DATA SUPPLIED section start

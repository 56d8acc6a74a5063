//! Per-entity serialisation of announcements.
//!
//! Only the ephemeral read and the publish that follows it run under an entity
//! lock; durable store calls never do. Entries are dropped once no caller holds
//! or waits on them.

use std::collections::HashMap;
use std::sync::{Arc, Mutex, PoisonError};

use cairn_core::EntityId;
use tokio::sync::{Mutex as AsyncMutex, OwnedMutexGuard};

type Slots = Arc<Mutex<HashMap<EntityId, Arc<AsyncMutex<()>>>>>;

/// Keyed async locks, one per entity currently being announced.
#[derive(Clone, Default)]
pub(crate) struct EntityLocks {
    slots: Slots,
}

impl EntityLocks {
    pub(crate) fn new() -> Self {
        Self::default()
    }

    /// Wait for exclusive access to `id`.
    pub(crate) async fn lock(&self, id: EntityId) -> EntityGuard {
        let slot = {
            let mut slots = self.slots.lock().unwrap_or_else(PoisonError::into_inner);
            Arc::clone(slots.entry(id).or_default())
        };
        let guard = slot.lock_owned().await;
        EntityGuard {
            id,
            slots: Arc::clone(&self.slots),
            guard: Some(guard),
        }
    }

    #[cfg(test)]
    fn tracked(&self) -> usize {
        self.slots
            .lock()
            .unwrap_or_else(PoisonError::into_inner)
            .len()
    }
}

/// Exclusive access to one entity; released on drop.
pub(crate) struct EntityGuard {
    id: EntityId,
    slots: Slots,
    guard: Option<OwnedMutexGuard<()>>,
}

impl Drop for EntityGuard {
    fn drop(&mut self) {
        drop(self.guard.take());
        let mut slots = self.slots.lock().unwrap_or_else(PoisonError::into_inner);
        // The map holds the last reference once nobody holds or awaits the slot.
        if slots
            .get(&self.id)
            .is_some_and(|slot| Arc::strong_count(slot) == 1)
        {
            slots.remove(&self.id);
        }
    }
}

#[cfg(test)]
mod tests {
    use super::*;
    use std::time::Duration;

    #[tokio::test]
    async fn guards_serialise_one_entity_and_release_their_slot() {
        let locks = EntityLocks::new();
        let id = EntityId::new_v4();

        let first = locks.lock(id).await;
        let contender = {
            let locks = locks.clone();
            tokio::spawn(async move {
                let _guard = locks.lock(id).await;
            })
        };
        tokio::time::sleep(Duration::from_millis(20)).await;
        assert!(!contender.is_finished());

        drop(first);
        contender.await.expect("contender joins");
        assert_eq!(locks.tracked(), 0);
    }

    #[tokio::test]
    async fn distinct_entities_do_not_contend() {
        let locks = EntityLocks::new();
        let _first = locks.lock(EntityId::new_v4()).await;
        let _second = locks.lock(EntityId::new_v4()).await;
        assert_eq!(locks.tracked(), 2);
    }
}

DATA SUPPLIED section end

INSTRUCTIONS TO FOLLOW:
Every single record must be transcribed exactly as it stands.

TASK ANSWER:
repository 56d8acc6a74a5063
//! Per-entity serialisation of announcements.
//!
//! Only the ephemeral read and the publish that follows it run under an entity
//! lock; durable store calls never do. Entries are dropped once no caller holds
//! or waits on them.

use std::collections::HashMap;
use std::sync::{Arc, Mutex, PoisonError};

use cairn_core::EntityId;
use tokio::sync::{Mutex as AsyncMutex, OwnedMutexGuard};

type Slots = Arc<Mutex<HashMap<EntityId, Arc<AsyncMutex<()>>>>>;

/// Keyed async locks, one per entity currently being announced.
#[derive(Clone, Default)]
pub(crate) struct EntityLocks {
    slots: Slots,
}

impl EntityLocks {
    pub(crate) fn new() -> Self {
        Self::default()
    }

    /// Wait for exclusive access to `id`.
    pub(crate) async fn lock(&self, id: EntityId) -> EntityGuard {
        let slot = {
            let mut slots = self.slots.lock().unwrap_or_else(PoisonError::into_inner);
            Arc::clone(slots.entry(id).or_default())
        };
        let guard = slot.lock_owned().await;
        EntityGuard {
            id,
            slots: Arc::clone(&self.slots),
            guard: Some(guard),
        }
    }

    #[cfg(test)]
    fn tracked(&self) -> usize {
        self.slots
            .lock()
            .unwrap_or_else(PoisonError::into_inner)
            .len()
    }
}

/// Exclusive access to one entity; released on drop.
pub(crate) struct EntityGuard {
    id: EntityId,
    slots: Slots,
    guard: Option<OwnedMutexGuard<()>>,
}

impl Drop for EntityGuard {
    fn drop(&mut self) {
        drop(self.guard.take());
        let mut slots = self.slots.lock().unwrap_or_else(PoisonError::into_inner);
        // The map holds the last reference once nobody holds or awaits the slot.
        if slots
            .get(&self.id)
            .is_some_and(|slot| Arc::strong_count(slot) == 1)
        {
            slots.remove(&self.id);
        }
    }
}

#[cfg(test)]
mod tests {
    use super::*;
    use std::time::Duration;

    #[tokio::test]
    async fn guards_serialise_one_entity_and_release_their_slot() {
        let locks = EntityLocks::new();
        let id = EntityId::new_v4();

        let first = locks.lock(id).await;
        let contender = {
            let locks = locks.clone();
            tokio::spawn(async move {
                let _guard = locks.lock(id).await;
            })
        };
        tokio::time::sleep(Duration::from_millis(20)).await;
        assert!(!contender.is_finished());

        drop(first);
        contender.await.expect("contender joins");
        assert_eq!(locks.tracked(), 0);
    }

    #[tokio::test]
    async fn distinct_entities_do_not_contend() {
        let locks = EntityLocks::new();
        let _first = locks.lock(EntityId::new_v4()).await;
        let _second = locks.lock(EntityId::new_v4()).await;
        assert_eq!(locks.tracked(), 2);
    }
}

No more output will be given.